Syracuse University honors Black History Month with Feb. 11 'Paris Noir' discussion in Boston
Syracuse University adds new insights to Black History Month with a special Feb. 11 panel discussion, "Art-in-Progress: Paris Noir in Diaspora." Organized like a jazz music composition, the interactive panel will engage dynamic variations and versions of a Paris Noir seminar theme. It will begin at 6 p.m. with a reception at the French Library Alliance Francaise of Boston, 53 Marlborough St., Boston, with the presentation starting at 7 p.m. A question and answer session will follow.

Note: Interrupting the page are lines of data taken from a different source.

//! Shared world state for status tag registry BDD scenarios.

use std::sync::Arc;

use mockable::DefaultClock;
use rstest::fixture;
use scrumboard::{
    project::ProjectId,
    status::{
        adapters::memory::InMemoryStatusTagRepository,
        domain::StatusTag,
        services::{StatusRegistryService, StatusRegistryServiceError},
    },
};

/// Service type used by the BDD world.
pub type TestStatusService = StatusRegistryService<InMemoryStatusTagRepository, DefaultClock>;

/// Scenario world for status registry behaviour tests.
pub struct StatusRegistryWorld {
    pub service: TestStatusService,
    pub project_id: ProjectId,
    pub last_result: Option<Result<StatusTag, StatusRegistryServiceError>>,
}

impl StatusRegistryWorld {
    /// Creates a world for a project without statuses.
    #[must_use]
    pub fn new() -> Self {
        let service = StatusRegistryService::new(
            Arc::new(InMemoryStatusTagRepository::new()),
            Arc::new(DefaultClock),
        );

        Self {
            service,
            project_id: ProjectId::new(),
            last_result: None,
        }
    }

    /// Finds an active status of the scenario project by name.
    ///
    /// # Errors
    ///
    /// Returns an error if the lookup fails or no status bears the name.
    pub fn status_named(&self, name: &str) -> Result<StatusTag, eyre::Report> {
        run_async(self.service.list_active(self.project_id))?
            .into_iter()
            .find(|tag| tag.name().matches(name))
            .ok_or_else(|| eyre::eyre!("missing status '{name}' in scenario project"))
    }
}

impl Default for StatusRegistryWorld {
    fn default() -> Self {
        Self::new()
    }
}

/// Fixture that creates a new scenario world.
#[fixture]
pub fn world() -> StatusRegistryWorld {
    StatusRegistryWorld::default()
}

/// Runs an async operation within sync step definitions.
pub fn run_async<T>(future: impl std::future::Future<Output = T>) -> T {
    tokio::task::block_in_place(|| tokio::runtime::Handle::current().block_on(future))
}
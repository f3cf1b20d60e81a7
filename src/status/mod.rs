//! Status tag registry for Scrumboard projects.
//!
//! Status tags are the named, coloured, ordered workflow states of a project
//! (Todo, Doing, Done, and any states a team adds). The registry enforces
//! case-insensitive name uniqueness and keeps the system-reserved names from
//! being created twice, renamed, or deleted. The module follows hexagonal
//! architecture:
//!
//! - Domain types in [`domain`]
//! - Port contracts in [`ports`]
//! - Adapter implementations in [`adapters`]
//! - Orchestration services in [`services`]

pub mod adapters;
pub mod domain;
pub mod ports;
pub mod services;

#[cfg(test)]
mod tests;
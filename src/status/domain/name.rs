//! Validated status name type.

use super::StatusValidationError;
use crate::naming;
use serde::{Deserialize, Serialize};
use std::fmt;

/// Trimmed, non-empty status name.
///
/// The display form keeps the caller's casing. Comparisons between names go
/// through [`StatusName::normalized`], which is the trimmed, lowercased form.
#[derive(Debug, Clone, PartialEq, Eq, Hash, Serialize, Deserialize)]
#[serde(try_from = "String", into = "String")]
pub struct StatusName(String);

impl StatusName {
    /// Creates a validated status name.
    ///
    /// # Errors
    ///
    /// Returns [`StatusValidationError::EmptyName`] when the value is empty
    /// after trimming.
    pub fn new(value: impl Into<String>) -> Result<Self, StatusValidationError> {
        let raw = value.into();
        let name = naming::trimmed(&raw).ok_or(StatusValidationError::EmptyName)?;
        Ok(Self(name.to_owned()))
    }

    /// Returns the status name as a string slice.
    #[must_use]
    pub fn as_str(&self) -> &str {
        &self.0
    }

    /// Returns the lowercased form used for uniqueness and reserved-name
    /// checks.
    #[must_use]
    pub fn normalized(&self) -> String {
        naming::normalize(&self.0)
    }

    /// Returns `true` when `other` names the same status, ignoring case and
    /// surrounding whitespace.
    #[must_use]
    pub fn matches(&self, other: &str) -> bool {
        self.normalized() == naming::normalize(other)
    }
}

impl TryFrom<String> for StatusName {
    type Error = StatusValidationError;

    fn try_from(value: String) -> Result<Self, Self::Error> {
        Self::new(value)
    }
}

impl From<StatusName> for String {
    fn from(value: StatusName) -> Self {
        value.0
    }
}

impl AsRef<str> for StatusName {
    fn as_ref(&self) -> &str {
        self.as_str()
    }
}

impl fmt::Display for StatusName {
    fn fmt(&self, f: &mut fmt::Formatter<'_>) -> fmt::Result {
        f.write_str(&self.0)
    }
}
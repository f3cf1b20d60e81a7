//! In-memory repository for backlog items and tasks.

use async_trait::async_trait;
use std::collections::HashMap;
use std::sync::{Arc, RwLock};

use crate::{
    backlog::{
        domain::{BacklogItem, BacklogItemId, Task, TaskId},
        ports::{BacklogRepository, BacklogRepositoryError, BacklogRepositoryResult},
    },
    project::ProjectId,
};

/// Thread-safe in-memory backlog repository.
#[derive(Debug, Clone, Default)]
pub struct InMemoryBacklogRepository {
    state: Arc<RwLock<InMemoryBacklogState>>,
}

#[derive(Debug, Default)]
struct InMemoryBacklogState {
    items: HashMap<BacklogItemId, BacklogItem>,
    tasks: HashMap<TaskId, Task>,
    project_index: HashMap<ProjectId, Vec<BacklogItemId>>,
    item_index: HashMap<BacklogItemId, Vec<TaskId>>,
}

impl InMemoryBacklogRepository {
    /// Creates an empty in-memory repository.
    #[must_use]
    pub fn new() -> Self {
        Self::default()
    }
}

fn lock_error(err: impl ToString) -> BacklogRepositoryError {
    BacklogRepositoryError::persistence(std::io::Error::other(err.to_string()))
}

#[async_trait]
impl BacklogRepository for InMemoryBacklogRepository {
    async fn store_item(&self, item: &BacklogItem) -> BacklogRepositoryResult<()> {
        let mut state = self.state.write().map_err(lock_error)?;
        if state.items.contains_key(&item.id()) {
            return Err(BacklogRepositoryError::DuplicateItem(item.id()));
        }
        state
            .project_index
            .entry(item.project_id())
            .or_default()
            .push(item.id());
        state.items.insert(item.id(), item.clone());
        Ok(())
    }

    async fn update_item(&self, item: &BacklogItem) -> BacklogRepositoryResult<()> {
        let mut state = self.state.write().map_err(lock_error)?;
        let stored = state
            .items
            .get_mut(&item.id())
            .ok_or(BacklogRepositoryError::ItemNotFound(item.id()))?;
        *stored = item.clone();
        Ok(())
    }

    async fn find_item(&self, id: BacklogItemId) -> BacklogRepositoryResult<Option<BacklogItem>> {
        let state = self.state.read().map_err(lock_error)?;
        Ok(state.items.get(&id).cloned())
    }

    async fn list_items(&self, project_id: ProjectId) -> BacklogRepositoryResult<Vec<BacklogItem>> {
        let state = self.state.read().map_err(lock_error)?;
        let items = state
            .project_index
            .get(&project_id)
            .map(|ids| {
                ids.iter()
                    .filter_map(|id| state.items.get(id))
                    .filter(|item| !item.is_deleted())
                    .cloned()
                    .collect()
            })
            .unwrap_or_default();
        Ok(items)
    }

    async fn store_task(&self, task: &Task) -> BacklogRepositoryResult<()> {
        let mut state = self.state.write().map_err(lock_error)?;
        if state.tasks.contains_key(&task.id()) {
            return Err(BacklogRepositoryError::DuplicateTask(task.id()));
        }
        if !state.items.contains_key(&task.item_id()) {
            return Err(BacklogRepositoryError::ItemNotFound(task.item_id()));
        }
        state
            .item_index
            .entry(task.item_id())
            .or_default()
            .push(task.id());
        state.tasks.insert(task.id(), task.clone());
        Ok(())
    }

    async fn update_task(&self, task: &Task) -> BacklogRepositoryResult<()> {
        let mut state = self.state.write().map_err(lock_error)?;
        let stored = state
            .tasks
            .get_mut(&task.id())
            .ok_or(BacklogRepositoryError::TaskNotFound(task.id()))?;
        *stored = task.clone();
        Ok(())
    }

    async fn find_task(&self, id: TaskId) -> BacklogRepositoryResult<Option<Task>> {
        let state = self.state.read().map_err(lock_error)?;
        Ok(state.tasks.get(&id).cloned())
    }

    async fn tasks_for_item(&self, item_id: BacklogItemId) -> BacklogRepositoryResult<Vec<Task>> {
        let state = self.state.read().map_err(lock_error)?;
        let tasks = state
            .item_index
            .get(&item_id)
            .map(|ids| {
                ids.iter()
                    .filter_map(|id| state.tasks.get(id))
                    .filter(|task| !task.is_deleted())
                    .cloned()
                    .collect()
            })
            .unwrap_or_default();
        Ok(tasks)
    }
}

The panel discussion is based on the SU Abroad seminar "Paris Noir: Literature, Art and Contemporary Life in Diaspora," which celebrates its 10th anniversary this summer and explores the work of writers, scholars, visual and performing artists, entrepreneurs and activists on questions of immigration, "French Africanisms" and everyday life.
Moderating the panel will be Janis Mayes, associate professor of African American studies at SU and literary critic, literary translator and Fulbright scholar with extensive research and travel experience abroad. Mayes' areas of specialization are francophone African/Diaspora literatures, international black women's writing and literary translation studies. Her books include "A Rain of Words: A Bi-lingual Anthology of Women's Poetry in Francophone Africa" (University of Virginia, 2009); "The Blind Kingdom" (Ayebia Clarke, 2008) translated from Le Royaume aveugle by Veronique Tadjo; with Anne Adams, "Mapping Intersections: African Literature and Africa's Development Africa" (World Press, 1998); "The City Where No One Dies" (Three Continents Press, 1986) by Bernard Dadie, translated by Mayes; and "Transatlantic Translation (SALT) into Black Literary Passage: Toni Morrison, Véronique Tadjo, and Bernard Dadié" in translation, her current work-in-progress.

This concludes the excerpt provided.